The future of brain-training
Can electrical stimulation and ‘smart drugs’ boost brainpower?
Strapping electrodes to your skull to stimulate your brain with a buzz of electricity might sound scary, but done properly, non-invasive ‘transcranial direct-current stimulation’ (tDCS) is safe – it uses a minute charge and feels tingly but not painful. tDCS is extremely well-researched – it features in more than 2,000 studies published in mainstream academic literature – and has been found safe and tolerable, even for children.
So would you benefit from tDCS? Many studies have found that it improves a wide variety of cognitive skills, and helps relieve mood disorders such as depression, but there are some studies that show minimal or no benefit. Generally, around 10 to 20 minutes of tDCS a day seems to have modest, cumulative effects. Most studies have been conducted on people with brain problems, however, so results can’t always be applied reliably to those with healthy brains.

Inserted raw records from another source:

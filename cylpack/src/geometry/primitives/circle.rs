use std::f32::consts::PI;

use crate::geometry::geo_traits::CollidesWith;
use crate::geometry::primitives::Point;

/// Geometric primitive representing a circle
#[derive(Clone, Debug, PartialEq, Copy)]
pub struct Circle {
    pub center: Point,
    pub radius: f32,
}

impl Circle {
    pub fn new(center: Point, radius: f32) -> Self {
        debug_assert!(
            radius.is_finite() && radius >= 0.0,
            "invalid circle radius: {radius}"
        );
        debug_assert!(
            center.0.is_finite() && center.1.is_finite(),
            "invalid circle center: {center:?}"
        );

        Self { center, radius }
    }

    pub fn area(&self) -> f32 {
        self.radius * self.radius * PI
    }
}

impl CollidesWith<Circle> for Circle {
    /// Circles collide iff their centers lie strictly closer than the sum of
    /// their radii. Touching circles do not collide.
    fn collides_with(&self, other: &Circle) -> bool {
        let (cx1, cx2) = (self.center.0, other.center.0);
        let (cy1, cy2) = (self.center.1, other.center.1);
        let (r1, r2) = (self.radius, other.radius);

        let dx = cx1 - cx2;
        let dy = cy1 - cy2;
        let sq_d = dx * dx + dy * dy;

        sq_d < (r1 + r2) * (r1 + r2)
    }
}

Another thing to bear in mind is that the effect of tDCS depends on where the electrodes are placed on the head. There is a ‘sweet spot’ (the dorsolateral prefrontal cortex’) which tends to be the default option because it has positive effects on mood, memory and cognition. Other benefits require different placements. Some tDCS devices come with a ‘map’ of electrode locations.
© Scott Balmer
There are dozens of DIY devices on the market – established makes include foc.us and TheBrainDriver. To date, there are no legal barriers to the direct-to-consumer sale of tDCS devices, but do your research before buying. Some are expensive machines aimed at research, which include features that are unnecessary for home use. At the other end of the spectrum, the cheapest, home-made tDCS devices may not have reliable timing mechanisms or adequate safety measures, such as an automatic cut-out in the event of an electricity surge. There is limited independent research on how well consumer tDCS devices work, however.
‘Smart drugs’ is an umbrella term for hundreds of substances claimed to boost brainpower. About 12 per cent of university students are thought to use smart drugs in the hope of improving their performance, with many available to buy easily online.
Also known as ‘nootropics’, these include some prescription drugs such as Ritalin and Adderall, which are licenced for attention-deficit disorders, and modafinil, a treatment for narcolepsy. These have proven benefits for patients, but whether they work for healthy people is less clear. And they can have adverse effects, so you would be unwise to take them without advice from your GP.
Smart drugs also include herbal supplements, which may claim plenty of proof of efficacy, but have not been put through the rigorous trials needed for prescription medication.